The air within a piston equipped with a cylinder absorbs 570J of heat and expands from an initial volume of 0.12L to a final volume of 0.88L against an external pressure of 1.0 atm. What is the change in internal energy of the air within the piston?
delta E = w + q
q=570 J
V1 = 0.12 L
V2 = 0.88 L
delta V = 0.88 L - 0.12 L = 0.76 L
w = -P x delta V
w = -1.0 atm x 0.76 L = -0.76 L atm
You need to convert L atm to J
-0.76 L atm / 1 L atm x 101.3 J = -76.99 J
delta E = -76.99 J + 570 J = 493 J
Mastering Chemistry accepts this answer as Correct
Well, here's a question that really takes the air out of the room! But fear not, my inquisitive friend, for the clown is here to bring some energy (pun intended) to the party!
To determine the change in internal energy of the air within the piston, we can use the first law of thermodynamics, which states that the change in internal energy of a system is equal to the heat added to the system minus the work done by the system.

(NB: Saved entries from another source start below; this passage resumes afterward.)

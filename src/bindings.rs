// Script bundles and the multipart body they are uploaded as.
//
// `UploadBody::build` lays out every part and the metadata manifest in
// memory; `UploadBody::into_form` hands it to reqwest, which writes the
// boundaries and the closing terminator when the request is sent.

use crate::error::{Error, Result};
use reqwest::blocking::multipart::{Form, Part};
use serde::{Deserialize, Serialize};
use std::collections::HashSet;

pub const SCRIPT_PART: &str = "worker.js";
pub const SCRIPT_CONTENT_TYPE: &str = "application/javascript";
pub const SOURCE_CONTENT_TYPE: &str = "application/octet-stream";
pub const METADATA_PART: &str = "metadata";
pub const METADATA_FILE_NAME: &str = "metadata.json";
pub const METADATA_CONTENT_TYPE: &str = "application/json";

/// How a part is exposed to the running script.
#[derive(Serialize, Deserialize, Debug, Clone, Copy, PartialEq, Eq, Hash)]
#[serde(rename_all = "snake_case")]
pub enum BindingKind {
    /// Raw bytes, available as an `ArrayBuffer`.
    DataBlob,
    /// Compiled and exposed as a `WebAssembly.Module`.
    WasmModule,
    /// UTF-8 text, available as a string.
    TextBlob,
}

/// An auxiliary file shipped alongside a function's primary payload.
#[derive(Debug, Clone, PartialEq)]
pub struct FunctionFile {
    pub content: Vec<u8>,
    pub content_type: String,
    pub extension: String,
    pub binding: String,
    pub kind: BindingKind,
}

#[derive(Debug, Clone, PartialEq)]
pub struct Function {
    pub identifier: String,
    pub source: Vec<u8>,
    pub files: Vec<FunctionFile>,
}

impl Function {
    pub fn new(identifier: impl Into<String>, source: impl Into<Vec<u8>>) -> Self {
        Function {
            identifier: identifier.into(),
            source: source.into(),
            files: Vec::new(),
        }
    }

    pub fn with_file(mut self, file: FunctionFile) -> Self {
        self.files.push(file);
        self
    }

    fn source_part(&self) -> String {
        format!("{}.bin", self.identifier)
    }

    fn file_part(&self, file: &FunctionFile) -> String {
        format!("{}.{}", self.identifier, file.extension)
    }
}

#[derive(Serialize, Deserialize, Debug, Clone, PartialEq, Eq)]
pub struct Binding {
    #[serde(rename = "type")]
    pub kind: BindingKind,
    pub name: String,
    pub part: String,
}

#[derive(Serialize, Deserialize, Debug, Clone, PartialEq, Eq)]
pub struct Metadata {
    pub body_part: String,
    pub bindings: Vec<Binding>,
}

/// Handle to a successfully deployed function.
#[derive(Serialize, Deserialize, Debug, Clone, PartialEq, Eq)]
pub struct UploadedFunction {
    pub identifier: String,
    pub subdomain: String,
}

#[derive(Debug, Clone, PartialEq)]
pub struct UploadPart {
    pub name: String,
    pub file_name: String,
    pub content_type: String,
    pub content: Vec<u8>,
}

impl UploadPart {
    fn new(name: &str, file_name: &str, content_type: &str, content: Vec<u8>) -> Self {
        UploadPart {
            name: name.to_string(),
            file_name: file_name.to_string(),
            content_type: content_type.to_string(),
            content,
        }
    }
}

/// Parts in wire order, refusing any name already taken. The script and
/// metadata names are reserved from the start.
struct PartList {
    parts: Vec<UploadPart>,
    names: HashSet<String>,
}

impl PartList {
    fn new(script: &[u8]) -> Self {
        let names = HashSet::from([SCRIPT_PART.to_string(), METADATA_PART.to_string()]);
        PartList {
            parts: vec![UploadPart::new(
                SCRIPT_PART,
                SCRIPT_PART,
                SCRIPT_CONTENT_TYPE,
                script.to_vec(),
            )],
            names,
        }
    }

    fn push(&mut self, name: &str, content_type: &str, content: Vec<u8>) -> Result<()> {
        if !self.names.insert(name.to_string()) {
            return Err(Error::DuplicatePart(name.to_string()));
        }
        self.parts.push(UploadPart::new(name, name, content_type, content));
        Ok(())
    }
}

/// Every part of an upload request, in wire order, with the metadata part last.
#[derive(Debug, Clone)]
pub struct UploadBody {
    pub parts: Vec<UploadPart>,
    pub metadata: Metadata,
}

impl UploadBody {
    pub fn build(script: &[u8], functions: &[Function]) -> Result<Self> {
        let mut parts = PartList::new(script);
        for function in functions {
            let name = function.source_part();
            parts.push(&name, SOURCE_CONTENT_TYPE, function.source.clone())?;
            for file in &function.files {
                let name = function.file_part(file);
                parts.push(&name, &file.content_type, file.content.clone())?;
            }
        }

        let metadata = build_metadata(functions)?;
        let metadata_json = serde_json::to_vec(&metadata).map_err(Error::Encode)?;
        let mut parts = parts.parts;
        parts.push(UploadPart::new(
            METADATA_PART,
            METADATA_FILE_NAME,
            METADATA_CONTENT_TYPE,
            metadata_json,
        ));

        Ok(UploadBody { parts, metadata })
    }

    pub fn part_names(&self) -> impl Iterator<Item = &str> {
        self.parts.iter().map(|p| p.name.as_str())
    }

    pub fn into_form(self) -> Result<Form> {
        let mut form = Form::new();
        for part in self.parts {
            let body = Part::bytes(part.content)
                .file_name(part.file_name)
                .mime_str(&part.content_type)
                .map_err(|source| Error::Request {
                    action: "multipart",
                    source,
                })?;
            form = form.part(part.name, body);
        }
        Ok(form)
    }
}

/// Builds the manifest mapping each non-script part to its runtime binding.
pub fn build_metadata(functions: &[Function]) -> Result<Metadata> {
    let mut bindings = Vec::with_capacity(functions.len() * 2);
    let mut seen = HashSet::new();
    for function in functions {
        let source = Binding {
            kind: BindingKind::DataBlob,
            name: format!("__SF_{}", function.identifier),
            part: function.source_part(),
        };
        push_unique(&mut bindings, &mut seen, source)?;

        for file in &function.files {
            let binding = Binding {
                kind: file.kind,
                name: format!("__{}_{}", file.binding, function.identifier),
                part: function.file_part(file),
            };
            push_unique(&mut bindings, &mut seen, binding)?;
        }
    }

    Ok(Metadata {
        body_part: SCRIPT_PART.to_string(),
        bindings,
    })
}

fn push_unique(
    bindings: &mut Vec<Binding>,
    seen: &mut HashSet<String>,
    binding: Binding,
) -> Result<()> {
    if !seen.insert(binding.name.clone()) {
        return Err(Error::DuplicateBinding(binding.name));
    }
    bindings.push(binding);
    Ok(())
}

#[cfg(test)]
mod tests {
    use super::*;
    use pretty_assertions::assert_eq;

    fn wasm_file(binding: &str) -> FunctionFile {
        FunctionFile {
            content: b"\0asm".to_vec(),
            content_type: "application/wasm".into(),
            extension: "wasm".into(),
            binding: binding.into(),
            kind: BindingKind::WasmModule,
        }
    }

    #[test]
    fn single_function_without_files() {
        let functions = vec![Function::new("fn1", vec![0u8, 1])];
        let body = UploadBody::build(b"console.log(1)", &functions).unwrap();

        let names: Vec<_> = body.part_names().collect();
        assert_eq!(names, vec!["worker.js", "fn1.bin", "metadata"]);
        assert_eq!(body.parts[0].content_type, "application/javascript");
        assert_eq!(body.parts[0].content, b"console.log(1)".to_vec());
        assert_eq!(body.parts[1].content, vec![0u8, 1]);
        assert_eq!(body.parts[2].file_name, "metadata.json");

        let json: serde_json::Value = serde_json::from_slice(&body.parts[2].content).unwrap();
        assert_eq!(
            json,
            serde_json::json!({
                "body_part": "worker.js",
                "bindings": [{"type": "data_blob", "name": "__SF_fn1", "part": "fn1.bin"}]
            })
        );
    }

    #[test]
    fn part_count_and_bindings_match() {
        let functions = vec![
            Function::new("a", b"a".to_vec()).with_file(wasm_file("WASM")),
            Function::new("b", b"b".to_vec()),
            Function::new("c", b"c".to_vec())
                .with_file(wasm_file("WASM"))
                .with_file(FunctionFile {
                    content: b"{}".to_vec(),
                    content_type: "application/json".into(),
                    extension: "json".into(),
                    binding: "CONFIG".into(),
                    kind: BindingKind::TextBlob,
                }),
        ];
        let body = UploadBody::build(b"", &functions).unwrap();

        // script + 3 sources + 3 files + metadata
        assert_eq!(body.parts.len(), 1 + 3 + 3 + 1);
        assert_eq!(body.metadata.bindings.len(), 3 + 3);

        let inner: HashSet<_> = body.parts[1..body.parts.len() - 1]
            .iter()
            .map(|p| p.name.clone())
            .collect();
        let bound: HashSet<_> = body.metadata.bindings.iter().map(|b| b.part.clone()).collect();
        assert_eq!(inner, bound);
        assert_eq!(inner.len(), body.metadata.bindings.len());

        let c_config = &body.metadata.bindings[5];
        assert_eq!(c_config.name, "__CONFIG_c");
        assert_eq!(c_config.part, "c.json");
        assert_eq!(c_config.kind, BindingKind::TextBlob);
        assert_eq!(
            serde_json::to_value(c_config).unwrap()["type"],
            serde_json::json!("text_blob")
        );
        assert_eq!(body.parts[6].content_type, "application/json");
    }

    #[test]
    fn duplicate_binding_names_are_rejected() {
        let mut text = wasm_file("WASM");
        text.extension = "wat".into();
        let functions = vec![Function::new("fn1", b"x".to_vec())
            .with_file(wasm_file("WASM"))
            .with_file(text)];
        match UploadBody::build(b"", &functions) {
            Err(Error::DuplicateBinding(name)) => assert_eq!(name, "__WASM_fn1"),
            other => panic!("expected duplicate binding error, got {:?}", other),
        }
    }

    #[test]
    fn files_sharing_an_extension_are_rejected() {
        let functions = vec![Function::new("fn1", b"x".to_vec())
            .with_file(wasm_file("A"))
            .with_file(wasm_file("B"))];
        match UploadBody::build(b"", &functions) {
            Err(Error::DuplicatePart(name)) => assert_eq!(name, "fn1.wasm"),
            other => panic!("expected duplicate part error, got {:?}", other),
        }
    }

    #[test]
    fn repeated_identifiers_are_rejected() {
        let functions = vec![
            Function::new("fn1", b"x".to_vec()),
            Function::new("fn1", b"y".to_vec()),
        ];
        match UploadBody::build(b"", &functions) {
            Err(Error::DuplicatePart(name)) => assert_eq!(name, "fn1.bin"),
            other => panic!("expected duplicate part error, got {:?}", other),
        }
    }

    #[test]
    fn script_part_name_is_reserved() {
        let mut js = wasm_file("JS");
        js.extension = "js".into();
        js.content_type = "application/javascript".into();
        let functions = vec![Function::new("worker", b"x".to_vec()).with_file(js)];
        match UploadBody::build(b"", &functions) {
            Err(Error::DuplicatePart(name)) => assert_eq!(name, "worker.js"),
            other => panic!("expected duplicate part error, got {:?}", other),
        }
    }

    #[test]
    fn metadata_survives_json() {
        let functions = vec![Function::new("fn1", b"x".to_vec()).with_file(wasm_file("WASM"))];
        let metadata = build_metadata(&functions).unwrap();
        let raw = serde_json::to_string(&metadata).unwrap();
        assert!(raw.contains(r#""type":"wasm_module""#));
        let decoded: Metadata = serde_json::from_str(&raw).unwrap();
        assert_eq!(decoded, metadata);
    }

    #[test]
    fn no_functions_still_has_script_and_metadata() {
        let body = UploadBody::build(b"export default {}", &[]).unwrap();
        let names: Vec<_> = body.part_names().collect();
        assert_eq!(names, vec!["worker.js", "metadata"]);
        assert!(body.metadata.bindings.is_empty());
    }

    #[test]
    fn invalid_content_type_fails_form_assembly() {
        let mut file = wasm_file("WASM");
        file.content_type = "not a mime\n".into();
        let functions = vec![Function::new("f", b"x".to_vec()).with_file(file)];
        let body = UploadBody::build(b"", &functions).unwrap();
        assert!(matches!(body.into_form(), Err(Error::Request { .. })));
    }
}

In this case, the air within the piston absorbs 570J of heat. So, we can say that the heat added to the system is 570J.
Now, let's calculate the work done by the system. Since the air expands against an external pressure of 1.0 atm, we can use the equation:
Work = Pressure * Change in Volume
The change in volume is given by the difference between the final volume (0.88L) and the initial volume (0.12L), which is equal to 0.88L - 0.12L = 0.76L.
Converting the volume from liters to cubic meters (SI units) gives us 0.76L * 0.001m^3/L = 0.00076m^3.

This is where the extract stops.